このブログが書き続けられるのはウクライナ軍の参謀報告が「バカ正直」だからだが、戦闘中に部隊が前進後退を繰り返すのは当たり前であるのに、誰も知らないような辺鄙な一寒村でちょっと下がったくらいで、「退却した!」と世界中に流されるのだから、大本営発表のロシアと比べると、ウクライナは「正直者はバカを見る」ところがないわけではない。

 ウクライナ当局の婉曲表現によると、退却は「防衛者の生命を守るため」、「戦術的場所を改善」というのが決まり文句だが、誰もそのようには取らず、「(ウクライナ軍が)負けた」と報じるのが普通である。メディア時代の将軍には戦略戦術の自由はないのだろうか。

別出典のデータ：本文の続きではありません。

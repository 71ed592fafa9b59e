//! Text normalization for listing lines.
//!
//! Episode brackets are rewritten into Polish prose, times are zero-padded,
//! and dates are spelled out the way the reports print them.

use std::sync::LazyLock;

use chrono::{Locale, NaiveDate};
use regex::Regex;
use rozklad_core::ScheduleEntry;

static EPISODE_OF: LazyLock<Regex> = LazyLock::new(|| Regex::new(r" \((\d+)/(\d+)\)").expect("invalid regex"));
static EPISODE: LazyLock<Regex> = LazyLock::new(|| Regex::new(r" \((\d+)\)").expect("invalid regex"));

const TIME_WIDTH: usize = 5;

/// Weekday, day, genitive month and year, e.g. `czwartek, 11 kwietnia 2024`.
const DATE_FORMAT_PL: &str = "%A, %-d %B %Y";

/// Rewrite episode markers in a programme title.
///
/// `" (3/7)"` becomes `". odcinek 3 z 7"`, then `" (12)"` becomes
/// `". odcinek 12"`. The fraction form is rewritten first.
pub fn normalize_title(title: &str) -> String {
    let title = EPISODE_OF.replace_all(title, ". odcinek ${1} z ${2}");
    EPISODE.replace_all(&title, ". odcinek ${1}").into_owned()
}

/// Left-pad a time with `'0'` to five characters (`9:05` → `09:05`).
///
/// Strings already five characters or longer are returned unchanged.
pub fn pad_time(time: &str) -> String {
    format!("{:0>width$}", time, width = TIME_WIDTH)
}

/// One report line: `"%4s. %s. %s"` of time, category and title.
pub fn format_entry(entry: &ScheduleEntry) -> String {
    format!("{:>4}. {}. {}", entry.time, entry.category, entry.title)
}

/// Full Polish date, e.g. `czwartek, 11 kwietnia 2024`.
pub fn format_date_pl(date: NaiveDate) -> String {
    date.format_localized(DATE_FORMAT_PL, Locale::pl_PL).to_string()
}

/// Header line for a day block; today's gets a `Dzisiaj, ` lead-in.
pub fn day_header(date: NaiveDate, today: NaiveDate) -> String {
    if date == today { format!("Dzisiaj, {}", format_date_pl(date)) } else { format_date_pl(date) }
}

#[cfg(test)]
mod tests {
    use super::*;

    fn date(y: i32, m: u32, d: u32) -> NaiveDate {
        NaiveDate::from_ymd_opt(y, m, d).unwrap()
    }

    #[test]
    fn test_normalize_title_fraction() {
        assert_eq!(normalize_title("M jak miłość (3/7)"), "M jak miłość. odcinek 3 z 7");
    }

    #[test]
    fn test_normalize_title_single() {
        assert_eq!(normalize_title("Na Wspólnej (12)"), "Na Wspólnej. odcinek 12");
    }

    #[test]
    fn test_normalize_title_mid_string() {
        assert_eq!(normalize_title("Ranczo (5/13) - powtórka"), "Ranczo. odcinek 5 z 13 - powtórka");
    }

    #[test]
    fn test_normalize_title_untouched() {
        assert_eq!(normalize_title("Wiadomości"), "Wiadomości");
        assert_eq!(normalize_title("Film (USA)"), "Film (USA)");
        assert_eq!(normalize_title("Klan(12)"), "Klan(12)");
    }

    #[test]
    fn test_normalize_title_both_forms() {
        assert_eq!(normalize_title("Serial (2/10) (99)"), "Serial. odcinek 2 z 10. odcinek 99");
    }

    #[test]
    fn test_pad_time() {
        assert_eq!(pad_time("9:05"), "09:05");
        assert_eq!(pad_time("19:05"), "19:05");
        assert_eq!(pad_time(""), "00000");
    }

    #[test]
    fn test_pad_time_idempotent() {
        for time in ["0:00", "9:05", "23:59"] {
            let once = pad_time(time);
            assert_eq!(once.chars().count(), 5);
            assert_eq!(pad_time(&once), once);
        }
    }

    #[test]
    fn test_format_entry() {
        let entry = ScheduleEntry { time: "09:05".into(), category: "serial".into(), title: "Klan".into() };
        assert_eq!(format_entry(&entry), "09:05. serial. Klan");

        let entry = ScheduleEntry { time: "20:00".into(), category: String::new(), title: "Fakty".into() };
        assert_eq!(format_entry(&entry), "20:00. . Fakty");
    }

    #[test]
    fn test_format_date_pl() {
        assert_eq!(format_date_pl(date(2024, 4, 11)), "czwartek, 11 kwietnia 2024");
        assert_eq!(format_date_pl(date(2026, 10, 16)), "piątek, 16 października 2026");
        assert_eq!(format_date_pl(date(2025, 1, 5)), "niedziela, 5 stycznia 2025");
        assert_eq!(format_date_pl(date(2024, 9, 30)), "poniedziałek, 30 września 2024");
        assert_eq!(format_date_pl(date(2024, 5, 1)), "środa, 1 maja 2024");
    }

    #[test]
    fn test_day_header_today() {
        let today = date(2024, 4, 11);
        assert_eq!(day_header(today, today), "Dzisiaj, czwartek, 11 kwietnia 2024");
    }

    #[test]
    fn test_day_header_other_days() {
        let today = date(2024, 4, 11);
        for offset in 1..=3 {
            let day = today + chrono::Days::new(offset);
            let header = day_header(day, today);
            let full = format_date_pl(day);
            assert!(!header.starts_with("Dzisiaj"));
            assert!(header.starts_with(&day.format_localized("%A", Locale::pl_PL).to_string()));
            assert!(header.ends_with(&full));
            assert!(day_header(today, today).ends_with(&format_date_pl(today)));
        }
    }
}
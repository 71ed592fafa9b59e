//! Configuration validation rules.
//!
//! This module provides validation logic for `AppConfig` values
//! after they have been loaded from environment, files, or defaults.

use crate::config::AppConfig;
use thiserror::Error;
use url::Url;

/// Configuration validation errors.
#[derive(Debug, Error)]
pub enum ConfigError {
    #[error("failed to load configuration: {0}")]
    LoadFailed(String),

    #[error("invalid configuration: {field} - {reason}")]
    Invalid { field: String, reason: String },

    #[error("missing required configuration: {field} ({hint})")]
    Missing { field: String, hint: String },
}

impl AppConfig {
    /// Validate configuration values after loading.
    ///
    /// # Errors
    ///
    /// Returns `ConfigError::Invalid` if:
    /// - `max_bytes` is 0 or exceeds 50MB
    /// - `timeout_ms` is less than 100ms or exceeds 5 minutes
    /// - `user_agent` is empty
    /// - `tv_base_url` or `bus_base_url` is not an absolute http(s) URL
    /// - `stations_path` does not start with `/`
    /// - `out_dir` is empty
    /// - a `bus_routes` entry has no stop or no lines
    pub fn validate(&self) -> Result<(), ConfigError> {
        if self.max_bytes == 0 {
            return Err(ConfigError::Invalid { field: "max_bytes".into(), reason: "must be greater than 0".into() });
        }
        if self.max_bytes > 50 * 1024 * 1024 {
            return Err(ConfigError::Invalid { field: "max_bytes".into(), reason: "must not exceed 50MB".into() });
        }

        if self.timeout_ms < 100 {
            return Err(ConfigError::Invalid { field: "timeout_ms".into(), reason: "must be at least 100ms".into() });
        }
        if self.timeout_ms > 300_000 {
            return Err(ConfigError::Invalid {
                field: "timeout_ms".into(),
                reason: "must not exceed 5 minutes (300000ms)".into(),
            });
        }

        if self.user_agent.is_empty() {
            return Err(ConfigError::Invalid { field: "user_agent".into(), reason: "must not be empty".into() });
        }

        validate_http_url("tv_base_url", &self.tv_base_url)?;
        validate_http_url("bus_base_url", &self.bus_base_url)?;

        if !self.stations_path.starts_with('/') {
            return Err(ConfigError::Invalid { field: "stations_path".into(), reason: "must start with '/'".into() });
        }

        if self.out_dir.as_os_str().is_empty() {
            return Err(ConfigError::Invalid { field: "out_dir".into(), reason: "must not be empty".into() });
        }

        for route in &self.bus_routes {
            if route.stop.trim().is_empty() {
                return Err(ConfigError::Invalid { field: "bus_routes".into(), reason: "stop must not be empty".into() });
            }
            if route.lines.is_empty() {
                return Err(ConfigError::Invalid {
                    field: "bus_routes".into(),
                    reason: format!("no lines for stop {}", route.stop),
                });
            }
        }

        if self.smtp_pass.is_some() && self.smtp_user.is_empty() {
            tracing::warn!("smtp_pass is set but smtp_user is empty; the email report will fail to authenticate");
        }

        Ok(())
    }
}

fn validate_http_url(field: &str, value: &str) -> Result<(), ConfigError> {
    let url = Url::parse(value).map_err(|e| ConfigError::Invalid { field: field.into(), reason: e.to_string() })?;
    match url.scheme() {
        "http" | "https" => Ok(()),
        scheme => Err(ConfigError::Invalid { field: field.into(), reason: format!("unsupported scheme: {scheme}") }),
    }
}
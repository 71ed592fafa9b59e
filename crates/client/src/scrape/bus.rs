//! Bus timetable pipeline.

use rozklad_core::{AppConfig, Error, StopMeta, StopRef, TimetableEntry};
use url::Url;

use crate::extract::{extract_meta, extract_timetable, parse_tables};
use crate::fetch::{PageSource, bus_url};

/// One stop/line request against the timetable CMS.
#[derive(Debug, Clone)]
pub struct BusQuery {
    pub base_url: String,
    pub client_id: String,
    pub cmd: String,
    pub stop: StopRef,
    pub line: String,
}

impl BusQuery {
    pub fn new(config: &AppConfig, stop: StopRef, line: impl Into<String>) -> Self {
        Self {
            base_url: config.bus_base_url.clone(),
            client_id: config.bus_client_id.clone(),
            cmd: config.bus_cmd.clone(),
            stop,
            line: line.into(),
        }
    }

    pub fn url(&self) -> Result<Url, Error> {
        Ok(bus_url(&self.base_url, &self.stop.code, &self.line, &self.client_id, &self.cmd)?)
    }

    /// Report name, `{line}.{stop}`.
    pub fn display_name(&self) -> String {
        format!("{}.{}", self.line, self.stop.display)
    }
}

/// Everything read from one stop/line page.
#[derive(Debug, Clone)]
pub struct StopTimetable {
    pub meta: StopMeta,
    pub entries: Vec<TimetableEntry>,
}

/// Fetch and extract one stop/line timetable.
///
/// # Errors
///
/// Any fetch failure or malformed page is returned as is; the bus tool does
/// not continue past it.
pub async fn scrape_timetable(source: &dyn PageSource, query: &BusQuery) -> Result<StopTimetable, Error> {
    let url = query.url()?;
    tracing::debug!("timetable url {}", url);

    let html = source.get_html(&url).await?;
    let tables = parse_tables(&html);
    tracing::debug!("{} tables on page", tables.len());

    let meta = extract_meta(&tables)?;
    let entries = extract_timetable(&tables)?;

    tracing::debug!(
        stop = %meta.stop_name,
        destination = %meta.destination_stop,
        valid_since = %meta.valid_since,
        other_lines = ?meta.other_lines,
        "{} departures",
        entries.len()
    );

    Ok(StopTimetable { meta, entries })
}
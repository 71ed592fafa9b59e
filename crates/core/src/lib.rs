//! Core types and shared functionality for rozklad.
//!
//! This crate provides:
//! - Unified error types
//! - Configuration structures
//! - The TV schedule and bus timetable data model

pub mod config;
pub mod error;
pub mod schedule;
pub mod timetable;

pub use config::{AppConfig, ConfigError};
pub use error::Error;
pub use schedule::{Channel, ChannelReport, DayBlock, RunInfo, RunStats, ScheduleEntry};
pub use timetable::{BusRoute, KnownStop, StopMeta, StopRef, TimetableEntry};
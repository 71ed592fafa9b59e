//! TV listings pipeline.

use chrono::NaiveDate;
use rozklad_core::{Channel, ChannelReport, DayBlock, Error, RunInfo};

use super::RunContext;
use crate::extract::{day_header, extract_channels, extract_listing};
use crate::fetch::{PageSource, canonicalize, dated_url};

/// Enumerate channels from the station index page.
///
/// # Errors
///
/// Fails when the index cannot be fetched; the caller treats that as fatal.
pub async fn list_channels(source: &dyn PageSource, base_url: &str, stations_path: &str) -> Result<Vec<Channel>, Error> {
    let url = canonicalize(&format!("{base_url}{stations_path}"))?;
    tracing::debug!("station index {}", url);

    let html = source.get_html(&url).await?;
    let channels = extract_channels(&html);

    if channels.is_empty() {
        tracing::warn!("no channels found on {}", url);
    } else {
        tracing::debug!("found {} channels", channels.len());
    }

    Ok(channels)
}

/// Fetch and extract every requested day of one channel.
///
/// Never fails: the first fetch or parse error stops the channel and is
/// recorded in `info.aborted`, keeping the days gathered before it.
pub async fn scrape_channel(source: &dyn PageSource, ctx: &RunContext, channel: &Channel) -> ChannelReport {
    tracing::debug!(name = %channel.name, url = %channel.url, "scraping channel");

    let mut info = RunInfo::new(channel);
    let mut days = Vec::new();

    for date in ctx.dates() {
        info.days += 1;
        match scrape_day(source, ctx, channel, date, &mut info).await {
            Ok(block) => days.push(block),
            Err(e) => {
                tracing::warn!(name = %channel.name, day = %date, "channel aborted: {}", e);
                info.aborted = Some(e.to_string());
                break;
            }
        }
    }

    ChannelReport { channel: channel.clone(), days, info }
}

async fn scrape_day(
    source: &dyn PageSource, ctx: &RunContext, channel: &Channel, date: NaiveDate, info: &mut RunInfo,
) -> Result<DayBlock, Error> {
    let url = dated_url(&ctx.base_url, &channel.url, date)?;
    tracing::debug!("dated_url {}", url);
    info.dated_url = Some(url.to_string());

    let html = source.get_html(&url).await?;
    let listing = extract_listing(&html);
    tracing::debug!("listing len {}", listing.raw_len);

    info.listing_len = listing.raw_len;
    info.lines += listing.entries.len();

    Ok(DayBlock { date, label: day_header(date, ctx.today), entries: listing.entries })
}
//! Subscriber setup shared by both binaries.

use tracing_subscriber::EnvFilter;

const DEBUG_FILTER: &str = "info,rozklad_core=debug,rozklad_client=debug,rozklad_cli=debug,program_tv=debug,rozklad_bus=debug";

/// Filter used when `RUST_LOG` is unset.
pub fn default_filter(debug: bool) -> &'static str {
    if debug { DEBUG_FILTER } else { "info" }
}

/// Install the global subscriber. `RUST_LOG` wins over the flag; debug runs
/// trace to stdout as they go.
pub fn init(debug: bool) {
    let filter = EnvFilter::try_from_default_env().unwrap_or_else(|_| EnvFilter::new(default_filter(debug)));
    let builder = tracing_subscriber::fmt().with_env_filter(filter).with_target(false);

    if debug {
        builder.with_writer(std::io::stdout).init();
    } else {
        builder.with_writer(std::io::stderr).init();
    }
}
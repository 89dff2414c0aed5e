//! Invocation runners
//!
//! A runner repeats an invocation until its stop condition holds. Count
//! runners share an [`InvocationCounter`], timed runners each own a deadline,
//! and a [`ConcurrentRunner`] fans a set of runners out to worker threads.

pub mod concurrent;
pub mod count;
pub mod timed;

use std::sync::atomic::{AtomicI64, Ordering};
use std::sync::Arc;
use crate::invoke::Invoker;
use crate::timing::WaitTimer;
use crate::tracker::PerformanceTracker;
use crate::Result;

// Re-export commonly used types
pub use concurrent::ConcurrentRunner;
pub use count::CountRunner;
pub use timed::TimedRunner;

/// One execution loop: run to completion or failure, then release resources
pub trait InvocationRunner: Send {
    /// Execute invocations until the stop condition holds or one fails
    fn run(&mut self) -> Result<()>;

    /// Release resources; calling it again has no effect
    fn close(&mut self);

    /// Invocations started by this runner so far
    fn executions(&self) -> u64;
}

/// Everything a runner needs to execute and pace one invocation
#[derive(Clone)]
pub struct RunnerContext {
    pub invoker: Arc<dyn Invoker>,
    pub tracker: Arc<dyn PerformanceTracker>,
    pub wait_timer: Arc<dyn WaitTimer>,
}

impl RunnerContext {
    pub fn new(
        invoker: Arc<dyn Invoker>,
        tracker: Arc<dyn PerformanceTracker>,
        wait_timer: Arc<dyn WaitTimer>,
    ) -> Self {
        Self {
            invoker,
            tracker,
            wait_timer,
        }
    }

    /// Invoke through the tracker, then sleep for the pacing delay
    pub(crate) fn invoke_and_wait(&self, invocation_index: u64) -> Result<()> {
        self.tracker.invoke(self.invoker.as_ref())?;
        let delay = self.wait_timer.delay_for(invocation_index);
        if !delay.is_zero() {
            std::thread::sleep(delay);
        }
        Ok(())
    }
}

/// Invocation budget shared by sibling count runners
#[derive(Debug, Clone)]
pub struct InvocationCounter {
    remaining: Arc<AtomicI64>,
}

impl InvocationCounter {
    pub fn new(invocations: u64) -> Self {
        let initial = i64::try_from(invocations).unwrap_or(i64::MAX);
        Self {
            remaining: Arc::new(AtomicI64::new(initial)),
        }
    }

    /// Claim one invocation slot
    ///
    /// A single atomic decrement; a negative result means the budget was
    /// already exhausted and nothing may be executed.
    pub fn try_claim(&self) -> bool {
        self.remaining.fetch_sub(1, Ordering::AcqRel) - 1 >= 0
    }

    /// Slots not yet claimed
    pub fn remaining(&self) -> u64 {
        self.remaining.load(Ordering::Acquire).max(0) as u64
    }
}
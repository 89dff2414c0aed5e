//! Units formatting and conversion utilities
//!
//! Durations in configuration are plain milliseconds; on the command line
//! they may also be given in human form such as `"1m 30s"`.

use std::time::Duration;

/// Parse a duration into milliseconds
///
/// Accepts a bare integer (milliseconds) or a humantime expression.
///
/// # Examples
/// ```
/// use perfrun::util::units::parse_millis;
///
/// assert_eq!(parse_millis("250").unwrap(), 250);
/// assert_eq!(parse_millis("2s").unwrap(), 2000);
/// assert_eq!(parse_millis("1m 30s").unwrap(), 90_000);
/// ```
pub fn parse_millis(input: &str) -> Result<u64, String> {
    let input = input.trim();
    if input.is_empty() {
        return Err("Empty duration".to_string());
    }

    if let Ok(millis) = input.parse::<u64>() {
        return Ok(millis);
    }

    let duration = humantime::parse_duration(input)
        .map_err(|e| format!("Invalid duration '{}': {}", input, e))?;
    u64::try_from(duration.as_millis()).map_err(|_| format!("Duration too long: {}", input))
}

/// Format a duration for display
///
/// Sub-second durations are shown in milliseconds, longer ones in
/// humantime notation truncated to whole milliseconds.
pub fn format_duration(duration: Duration) -> String {
    if duration < Duration::from_secs(1) {
        return format!("{}ms", duration.as_millis());
    }
    let truncated = Duration::from_millis(duration.as_millis() as u64);
    humantime::format_duration(truncated).to_string()
}

/// Format a single latency with microsecond resolution
pub fn format_latency(duration: Duration) -> String {
    let micros = duration.as_micros();

    if micros >= 1000 {
        let millis = micros as f64 / 1000.0;
        format!("{:.2}ms", millis)
    } else {
        format!("{}μs", micros)
    }
}

/// Invocations per second
pub fn calculate_throughput(invocations: u64, elapsed: Duration) -> f64 {
    let secs = elapsed.as_secs_f64();
    if secs > 0.0 {
        invocations as f64 / secs
    } else {
        0.0
    }
}

#[cfg(test)]
mod tests {
    use super::*;

    #[test]
    fn test_parse_millis() {
        assert_eq!(parse_millis("0").unwrap(), 0);
        assert_eq!(parse_millis(" 1500 ").unwrap(), 1500);
        assert_eq!(parse_millis("500ms").unwrap(), 500);
        assert_eq!(parse_millis("3s").unwrap(), 3000);
        assert_eq!(parse_millis("1h").unwrap(), 3_600_000);
        assert!(parse_millis("").is_err());
        assert!(parse_millis("soon").is_err());
        assert!(parse_millis("-5").is_err());
    }

    #[test]
    fn test_format_duration() {
        assert_eq!(format_duration(Duration::from_millis(250)), "250ms");
        assert_eq!(format_duration(Duration::from_secs(90)), "1m 30s");
        assert_eq!(format_duration(Duration::from_millis(1500)), "1s 500ms");
    }

    #[test]
    fn test_format_latency() {
        assert_eq!(format_latency(Duration::from_micros(500)), "500μs");
        assert_eq!(format_latency(Duration::from_micros(1500)), "1.50ms");
    }

    #[test]
    fn test_calculate_throughput() {
        assert_eq!(calculate_throughput(100, Duration::from_secs(2)), 50.0);
        assert_eq!(calculate_throughput(100, Duration::ZERO), 0.0);
    }
}
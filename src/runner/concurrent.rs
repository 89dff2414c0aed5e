//! Concurrent fan-out with ramp-up
//!
//! Every sub-runner gets its own OS thread. Worker `i` waits `i * ramp_up`
//! before its loop starts. Threads are scoped to `run`, so none of them can
//! outlive it, even when a worker fails early.

use std::any::Any;
use std::thread;
use std::time::{Duration, Instant};
use super::InvocationRunner;
use crate::{PerfRunError, Result, WORKER_THREAD_PREFIX};

/// Runs a set of runners in parallel, staggering their start
pub struct ConcurrentRunner {
    name: String,
    runners: Vec<Box<dyn InvocationRunner>>,
    ramp_up: Duration,
    closed: bool,
}

impl ConcurrentRunner {
    pub fn new(name: impl Into<String>, runners: Vec<Box<dyn InvocationRunner>>, ramp_up: Duration) -> Self {
        Self {
            name: name.into(),
            runners,
            ramp_up,
            closed: false,
        }
    }

    /// Number of workers
    pub fn worker_count(&self) -> usize {
        self.runners.len()
    }

    /// Invocations started by each worker, in worker order
    pub fn executions_per_worker(&self) -> Vec<u64> {
        self.runners.iter().map(|r| r.executions()).collect()
    }

    fn start_offset(&self, index: usize) -> Duration {
        self.ramp_up
            .saturating_mul(u32::try_from(index).unwrap_or(u32::MAX))
    }
}

impl InvocationRunner for ConcurrentRunner {
    fn run(&mut self) -> Result<()> {
        let started = Instant::now();
        let offsets: Vec<Duration> = (0..self.runners.len()).map(|i| self.start_offset(i)).collect();
        tracing::info!(
            name = %self.name,
            workers = self.runners.len(),
            ramp_up_ms = self.ramp_up.as_millis() as u64,
            "starting workers"
        );

        let name = self.name.as_str();
        let outcomes: Vec<Result<()>> = thread::scope(|scope| {
            let mut handles = Vec::with_capacity(self.runners.len());
            let mut outcomes = Vec::with_capacity(self.runners.len());

            for (index, (runner, offset)) in self.runners.iter_mut().zip(offsets).enumerate() {
                let spawned = thread::Builder::new()
                    .name(format!("{}-{}-{}", WORKER_THREAD_PREFIX, name, index))
                    .spawn_scoped(scope, move || {
                        let begin = started + offset;
                        let now = Instant::now();
                        if begin > now {
                            thread::sleep(begin - now);
                        }
                        tracing::debug!(worker = index, "worker started");
                        let outcome = runner.run();
                        tracing::debug!(
                            worker = index,
                            executions = runner.executions(),
                            failed = outcome.is_err(),
                            "worker finished"
                        );
                        outcome
                    });

                match spawned {
                    Ok(handle) => handles.push(handle),
                    Err(e) => {
                        // workers already spawned still run to completion below
                        outcomes.push(Err(PerfRunError::WorkerError(format!(
                            "Failed to spawn worker {}: {}",
                            index, e
                        ))));
                        break;
                    }
                }
            }

            let mut joined: Vec<Result<()>> = handles
                .into_iter()
                .enumerate()
                .map(|(index, handle)| {
                    handle.join().unwrap_or_else(|payload| {
                        Err(PerfRunError::WorkerError(format!(
                            "Worker {} panicked: {}",
                            index,
                            panic_message(payload.as_ref())
                        )))
                    })
                })
                .collect();
            joined.append(&mut outcomes);
            joined
        });

        first_failure(outcomes)
    }

    fn close(&mut self) {
        if self.closed {
            return;
        }
        self.closed = true;
        for runner in self.runners.iter_mut() {
            runner.close();
        }
    }

    fn executions(&self) -> u64 {
        self.runners.iter().map(|r| r.executions()).sum()
    }
}

/// Reduce worker outcomes to the failure of the lowest-indexed worker;
/// other failures are only logged
fn first_failure(outcomes: Vec<Result<()>>) -> Result<()> {
    let mut first = None;
    for (index, outcome) in outcomes.into_iter().enumerate() {
        if let Err(err) = outcome {
            if first.is_none() {
                first = Some(err);
            } else {
                tracing::warn!(worker = index, error = %err, "suppressed failure of concurrent worker");
            }
        }
    }
    match first {
        Some(err) => Err(err),
        None => Ok(()),
    }
}

fn panic_message(payload: &(dyn Any + Send)) -> String {
    if let Some(msg) = payload.downcast_ref::<&str>() {
        (*msg).to_string()
    } else if let Some(msg) = payload.downcast_ref::<String>() {
        msg.clone()
    } else {
        "unknown panic payload".to_string()
    }
}
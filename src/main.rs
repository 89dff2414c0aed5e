use perfrun::config::ExecutionConfig;
use perfrun::util::units::{calculate_throughput, format_duration, format_latency, parse_millis};
use perfrun::{error, FnInvoker, LatencyTracker, PerfRunError, PerfTest, Result};
use std::path::PathBuf;
use std::sync::Arc;
use std::time::Instant;
use tracing_subscriber::EnvFilter;

const USAGE: &str = "usage: perfrun [CONFIG.toml] [--threads N] [--invocations N] \
[--duration D] [--ramp-up D] [--warm-up D] [--spin N]";

#[tokio::main]
async fn main() {
    tracing_subscriber::fmt()
        .with_env_filter(EnvFilter::try_from_default_env().unwrap_or_else(|_| EnvFilter::new("info")))
        .init();

    if let Err(err) = run().await {
        eprintln!("{}", error::user_friendly_message(&err));
        std::process::exit(1);
    }
}

async fn run() -> Result<()> {
    let mut args = std::env::args().skip(1);
    let mut config_path: Option<PathBuf> = None;
    let mut overrides: Vec<(String, String)> = Vec::new();
    while let Some(arg) = args.next() {
        if arg == "-h" || arg == "--help" {
            println!("{}", USAGE);
            return Ok(());
        }
        if let Some(flag) = arg.strip_prefix("--") {
            let value = args
                .next()
                .ok_or_else(|| PerfRunError::ConfigError(format!("missing value for --{}", flag)))?;
            overrides.push((flag.to_string(), value));
        } else {
            config_path = Some(PathBuf::from(arg));
        }
    }

    let mut config = match &config_path {
        Some(path) => ExecutionConfig::load_from(path)?,
        None => ExecutionConfig::load()?,
    };
    let mut spin = 10_000u64;
    for (flag, value) in overrides {
        apply_override(&mut config, &mut spin, &flag, &value)?;
    }

    let tracker = Arc::new(LatencyTracker::from_config("spin", &config)?);
    let invoker = FnInvoker::new("spin", move || {
        let mut acc = 0u64;
        for i in 0..spin {
            acc = acc.wrapping_mul(6364136223846793005).wrapping_add(i);
        }
        std::hint::black_box(acc);
        Ok::<(), std::convert::Infallible>(())
    });

    let started = Instant::now();
    PerfTest::new(invoker, config)
        .with_tracker(tracker.clone())
        .evaluate_async()
        .await?;
    let elapsed = started.elapsed();

    match tracker.last_snapshot() {
        Some(snapshot) => {
            println!(
                "Completed {} invocations in {} ({:.0}/s)",
                snapshot.total_invocations,
                format_duration(elapsed),
                calculate_throughput(snapshot.total_invocations, elapsed)
            );
            for clock in &snapshot.clocks {
                println!(
                    "  {:<10} {} samples, mean {}, max {}",
                    clock.clock,
                    clock.samples,
                    format_latency(clock.mean()),
                    format_latency(clock.max)
                );
            }
            println!("{}", serde_json::to_string_pretty(&snapshot)?);
        }
        None => println!("No invocations were tracked"),
    }
    Ok(())
}

fn apply_override(config: &mut ExecutionConfig, spin: &mut u64, flag: &str, value: &str) -> Result<()> {
    let invalid = |e: String| PerfRunError::ConfigError(format!("--{}: {}", flag, e));
    match flag {
        "threads" => config.threads = value.parse().map_err(|_| invalid(format!("not a number: {}", value)))?,
        "invocations" => {
            config.invocations = value.parse().map_err(|_| invalid(format!("not a number: {}", value)))?
        }
        "spin" => *spin = value.parse().map_err(|_| invalid(format!("not a number: {}", value)))?,
        "duration" => config.duration = parse_millis(value).map_err(invalid)?,
        "ramp-up" => config.ramp_up = parse_millis(value).map_err(invalid)?,
        "warm-up" => config.warm_up = parse_millis(value).map_err(invalid)?,
        other => {
            return Err(PerfRunError::ConfigError(format!(
                "unknown option --{}\n{}",
                other, USAGE
            )))
        }
    }
    config.validate()?;
    tracing::debug!(flag, value, "applied override");
    Ok(())
}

 が、バカ正直でもバカではない。謀略の真髄は「9の真実に1の嘘」を混ぜることで、嘘があるのはたいていクリティカルな状況の時である。「ハリコフ付近の軍事的緊張」を理由にゼレンスキーが外遊を取り止めたが、これは虚であろうか、実であろうか。状況は彼がキエフに詰めなければいけないほど深刻とは思われない。そしてゼレンスキーは役者である。兵は詭道である。騙される方が悪いのである。

 ハリコフ付近の戦況は早くも安定しつつあるようである。中央管区軍にこの都市を攻め取る力はないし、ボルチャンスクも市の中心にはホフカ川が流れ、天然の防壁を提供している。ロシア側はグルボコエとルキャンツィ、ブグロヴァトカを「解放」したと主張しているが、地図を見ると国境線からロシア兵が滲み出てきたのかと思えるような場所ばかりで、多くの村落での戦闘は完全に奇襲になっただろう。長い対陣期間で地形調査を綿密にやった形跡が伺える。航空兵力との連携も良い。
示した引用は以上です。